Dataset records:
====

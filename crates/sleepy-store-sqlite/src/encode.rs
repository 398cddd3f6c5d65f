//! Encoding and decoding helpers between Rust domain types and the plain-text
//! representations stored in SQLite columns.
//!
//! Timestamps are stored as RFC 3339 UTC strings with a fixed microsecond
//! precision, so string order in SQL matches chronological order.

use chrono::{DateTime, SecondsFormat, SubsecRound as _, Utc};
use sleepy_core::{
  item::{Item, Owner},
  person::Person,
};

use crate::{Error, Result};

// ─── DateTime<Utc> ────────────────────────────────────────────────────────────

/// The current time at the precision the store keeps.
pub fn now() -> DateTime<Utc> { Utc::now().trunc_subsecs(6) }

pub fn encode_dt(dt: DateTime<Utc>) -> String {
  dt.to_rfc3339_opts(SecondsFormat::Micros, true)
}

pub fn decode_dt(s: &str) -> Result<DateTime<Utc>> {
  DateTime::parse_from_rfc3339(s)
    .map(|dt| dt.with_timezone(&Utc))
    .map_err(|e| Error::DateParse(e.to_string()))
}

// ─── Raw rows ─────────────────────────────────────────────────────────────────

/// Column list matching [`RawItem::from_row`]. Expects `items i` left-joined
/// with `people p` on the owner.
pub const ITEM_COLUMNS: &str =
  "i.id, i.name, i.checked_out, i.updated, p.id, p.firstname, p.lastname";

/// An `items` row joined with its owner, before timestamp decoding.
pub struct RawItem {
  pub id:          i64,
  pub name:        String,
  pub checked_out: bool,
  pub updated:     String,
  pub owner_id:    Option<i64>,
  pub owner_first: Option<String>,
  pub owner_last:  Option<String>,
}

impl RawItem {
  pub fn from_row(row: &rusqlite::Row<'_>) -> rusqlite::Result<Self> {
    Ok(Self {
      id:          row.get(0)?,
      name:        row.get(1)?,
      checked_out: row.get(2)?,
      updated:     row.get(3)?,
      owner_id:    row.get(4)?,
      owner_first: row.get(5)?,
      owner_last:  row.get(6)?,
    })
  }

  pub fn into_item(self) -> Result<Item> {
    let owner = match (self.owner_id, self.owner_first, self.owner_last) {
      (Some(id), Some(firstname), Some(lastname)) => Some(Owner { id, firstname, lastname }),
      _ => None,
    };
    Ok(Item {
      id: self.id,
      name: self.name,
      checked_out: self.checked_out,
      updated: decode_dt(&self.updated)?,
      owner,
    })
  }
}

/// Column list matching [`RawPerson::from_row`]. Expects `people p`.
pub const PERSON_COLUMNS: &str = "p.id, p.firstname, p.lastname, p.created,
  (SELECT COUNT(*) FROM items i WHERE i.person_id = p.id)";

/// A `people` row with its item count, before timestamp decoding.
pub struct RawPerson {
  pub id:        i64,
  pub firstname: String,
  pub lastname:  String,
  pub created:   String,
  pub n_items:   u32,
}

impl RawPerson {
  pub fn from_row(row: &rusqlite::Row<'_>) -> rusqlite::Result<Self> {
    Ok(Self {
      id:        row.get(0)?,
      firstname: row.get(1)?,
      lastname:  row.get(2)?,
      created:   row.get(3)?,
      n_items:   row.get(4)?,
    })
  }

  pub fn into_person(self) -> Result<Person> {
    Ok(Person {
      id:        self.id,
      firstname: self.firstname,
      lastname:  self.lastname,
      created:   decode_dt(&self.created)?,
      n_items:   self.n_items,
    })
  }
}
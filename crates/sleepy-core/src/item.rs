//! Items — checkout-able inventory records, optionally owned by a person.

use chrono::{DateTime, TimeDelta, Utc};

use crate::{
  Result,
  error::require_text,
  person::{PersonId, display_name},
};

/// Backend-assigned identifier of an [`Item`].
pub type ItemId = i64;

/// Maximum length, in characters, of an item name.
pub const MAX_ITEM_NAME_LEN: usize = 100;

/// The owner of an item, as embedded in the item itself.
#[derive(Debug, Clone, PartialEq, Eq)]
pub struct Owner {
  pub id:        PersonId,
  pub firstname: String,
  pub lastname:  String,
}

impl Owner {
  /// `"Last, First"`.
  pub fn display_name(&self) -> String { display_name(&self.firstname, &self.lastname) }
}

/// A stored item.
#[derive(Debug, Clone, PartialEq, Eq)]
pub struct Item {
  pub id:          ItemId,
  pub name:        String,
  pub checked_out: bool,
  /// Set at creation and refreshed by every update.
  pub updated:     DateTime<Utc>,
  pub owner:       Option<Owner>,
}

/// Validated input for creating an item.
///
/// `person_id` is stored as given; callers resolve it against the store
/// before building a `NewItem`.
#[derive(Debug, Clone, PartialEq, Eq)]
pub struct NewItem {
  name:      String,
  person_id: Option<PersonId>,
}

impl NewItem {
  pub fn new(name: Option<String>, person_id: Option<PersonId>) -> Result<Self> {
    Ok(Self {
      name: require_text("name", name, MAX_ITEM_NAME_LEN)?,
      person_id,
    })
  }

  pub fn name(&self) -> &str { &self.name }

  pub fn person_id(&self) -> Option<PersonId> { self.person_id }
}

/// What an update does to an item's owner.
#[derive(Debug, Clone, Copy, Default, PartialEq, Eq)]
pub enum OwnerChange {
  #[default]
  Keep,
  Clear,
  Assign(PersonId),
}

/// A partial update. `None` fields keep their stored value.
#[derive(Debug, Clone, Default, PartialEq, Eq)]
pub struct ItemUpdate {
  name:        Option<String>,
  checked_out: Option<bool>,
  owner:       OwnerChange,
}

impl ItemUpdate {
  /// A supplied name is held to the same rules as on creation.
  pub fn new(
    name: Option<String>,
    checked_out: Option<bool>,
    owner: OwnerChange,
  ) -> Result<Self> {
    let name = name
      .map(|n| require_text("name", Some(n), MAX_ITEM_NAME_LEN))
      .transpose()?;
    Ok(Self { name, checked_out, owner })
  }

  /// Replace the owner change, keeping the already-validated fields.
  pub fn with_owner(self, owner: OwnerChange) -> Self { Self { owner, ..self } }

  pub fn name(&self) -> Option<&str> { self.name.as_deref() }

  pub fn checked_out(&self) -> Option<bool> { self.checked_out }

  pub fn owner(&self) -> OwnerChange { self.owner }
}

/// Items updated after this instant count as recent checkouts.
pub fn recent_checkout_cutoff(now: DateTime<Utc>) -> DateTime<Utc> {
  now - TimeDelta::hours(1)
}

====

An exact transcription of all the entries is needed.

filename crates/sleepy-store-sqlite/src/encode.rs
repository 398cddd3f6c5d65f
//! Encoding and decoding helpers between Rust domain types and the plain-text
//! representations stored in SQLite columns.
//!
//! Timestamps are stored as RFC 3339 UTC strings with a fixed microsecond
//! precision, so string order in SQL matches chronological order.

use chrono::{DateTime, SecondsFormat, SubsecRound as _, Utc};
use sleepy_core::{
  item::{Item, Owner},
  person::Person,
};

use crate::{Error, Result};

// ─── DateTime<Utc> ────────────────────────────────────────────────────────────

/// The current time at the precision the store keeps.
pub fn now() -> DateTime<Utc> { Utc::now().trunc_subsecs(6) }

pub fn encode_dt(dt: DateTime<Utc>) -> String {
  dt.to_rfc3339_opts(SecondsFormat::Micros, true)
}

pub fn decode_dt(s: &str) -> Result<DateTime<Utc>> {
  DateTime::parse_from_rfc3339(s)
    .map(|dt| dt.with_timezone(&Utc))
    .map_err(|e| Error::DateParse(e.to_string()))
}

// ─── Raw rows ─────────────────────────────────────────────────────────────────

/// Column list matching [`RawItem::from_row`]. Expects `items i` left-joined
/// with `people p` on the owner.
pub const ITEM_COLUMNS: &str =
  "i.id, i.name, i.checked_out, i.updated, p.id, p.firstname, p.lastname";

/// An `items` row joined with its owner, before timestamp decoding.
pub struct RawItem {
  pub id:          i64,
  pub name:        String,
  pub checked_out: bool,
  pub updated:     String,
  pub owner_id:    Option<i64>,
  pub owner_first: Option<String>,
  pub owner_last:  Option<String>,
}

impl RawItem {
  pub fn from_row(row: &rusqlite::Row<'_>) -> rusqlite::Result<Self> {
    Ok(Self {
      id:          row.get(0)?,
      name:        row.get(1)?,
      checked_out: row.get(2)?,
      updated:     row.get(3)?,
      owner_id:    row.get(4)?,
      owner_first: row.get(5)?,
      owner_last:  row.get(6)?,
    })
  }

  pub fn into_item(self) -> Result<Item> {
    let owner = match (self.owner_id, self.owner_first, self.owner_last) {
      (Some(id), Some(firstname), Some(lastname)) => Some(Owner { id, firstname, lastname }),
      _ => None,
    };
    Ok(Item {
      id: self.id,
      name: self.name,
      checked_out: self.checked_out,
      updated: decode_dt(&self.updated)?,
      owner,
    })
  }
}

/// Column list matching [`RawPerson::from_row`]. Expects `people p`.
pub const PERSON_COLUMNS: &str = "p.id, p.firstname, p.lastname, p.created,
  (SELECT COUNT(*) FROM items i WHERE i.person_id = p.id)";

/// A `people` row with its item count, before timestamp decoding.
pub struct RawPerson {
  pub id:        i64,
  pub firstname: String,
  pub lastname:  String,
  pub created:   String,
  pub n_items:   u32,
}

impl RawPerson {
  pub fn from_row(row: &rusqlite::Row<'_>) -> rusqlite::Result<Self> {
    Ok(Self {
      id:        row.get(0)?,
      firstname: row.get(1)?,
      lastname:  row.get(2)?,
      created:   row.get(3)?,
      n_items:   row.get(4)?,
    })
  }

  pub fn into_person(self) -> Result<Person> {
    Ok(Person {
      id:        self.id,
      firstname: self.firstname,
      lastname:  self.lastname,
      created:   decode_dt(&self.created)?,
      n_items:   self.n_items,
    })
  }
}
filename crates/sleepy-core/src/item.rs
//! Items — checkout-able inventory records, optionally owned by a person.

use chrono::{DateTime, TimeDelta, Utc};

use crate::{
  Result,
  error::require_text,
  person::{PersonId, display_name},
};

/// Backend-assigned identifier of an [`Item`].
pub type ItemId = i64;

/// Maximum length, in characters, of an item name.
pub const MAX_ITEM_NAME_LEN: usize = 100;

/// The owner of an item, as embedded in the item itself.
#[derive(Debug, Clone, PartialEq, Eq)]
pub struct Owner {
  pub id:        PersonId,
  pub firstname: String,
  pub lastname:  String,
}

impl Owner {
  /// `"Last, First"`.
  pub fn display_name(&self) -> String { display_name(&self.firstname, &self.lastname) }
}

/// A stored item.
#[derive(Debug, Clone, PartialEq, Eq)]
pub struct Item {
  pub id:          ItemId,
  pub name:        String,
  pub checked_out: bool,
  /// Set at creation and refreshed by every update.
  pub updated:     DateTime<Utc>,
  pub owner:       Option<Owner>,
}

/// Validated input for creating an item.
///
/// `person_id` is stored as given; callers resolve it against the store
/// before building a `NewItem`.
#[derive(Debug, Clone, PartialEq, Eq)]
pub struct NewItem {
  name:      String,
  person_id: Option<PersonId>,
}

impl NewItem {
  pub fn new(name: Option<String>, person_id: Option<PersonId>) -> Result<Self> {
    Ok(Self {
      name: require_text("name", name, MAX_ITEM_NAME_LEN)?,
      person_id,
    })
  }

  pub fn name(&self) -> &str { &self.name }

  pub fn person_id(&self) -> Option<PersonId> { self.person_id }
}

/// What an update does to an item's owner.
#[derive(Debug, Clone, Copy, Default, PartialEq, Eq)]
pub enum OwnerChange {
  #[default]
  Keep,
  Clear,
  Assign(PersonId),
}

/// A partial update. `None` fields keep their stored value.
#[derive(Debug, Clone, Default, PartialEq, Eq)]
pub struct ItemUpdate {
  name:        Option<String>,
  checked_out: Option<bool>,
  owner:       OwnerChange,
}

impl ItemUpdate {
  /// A supplied name is held to the same rules as on creation.
  pub fn new(
    name: Option<String>,
    checked_out: Option<bool>,
    owner: OwnerChange,
  ) -> Result<Self> {
    let name = name
      .map(|n| require_text("name", Some(n), MAX_ITEM_NAME_LEN))
      .transpose()?;
    Ok(Self { name, checked_out, owner })
  }

  /// Replace the owner change, keeping the already-validated fields.
  pub fn with_owner(self, owner: OwnerChange) -> Self { Self { owner, ..self } }

  pub fn name(&self) -> Option<&str> { self.name.as_deref() }

  pub fn checked_out(&self) -> Option<bool> { self.checked_out }

  pub fn owner(&self) -> OwnerChange { self.owner }
}

/// Items updated after this instant count as recent checkouts.
pub fn recent_checkout_cutoff(now: DateTime<Utc>) -> DateTime<Utc> {
  now - TimeDelta::hours(1)
}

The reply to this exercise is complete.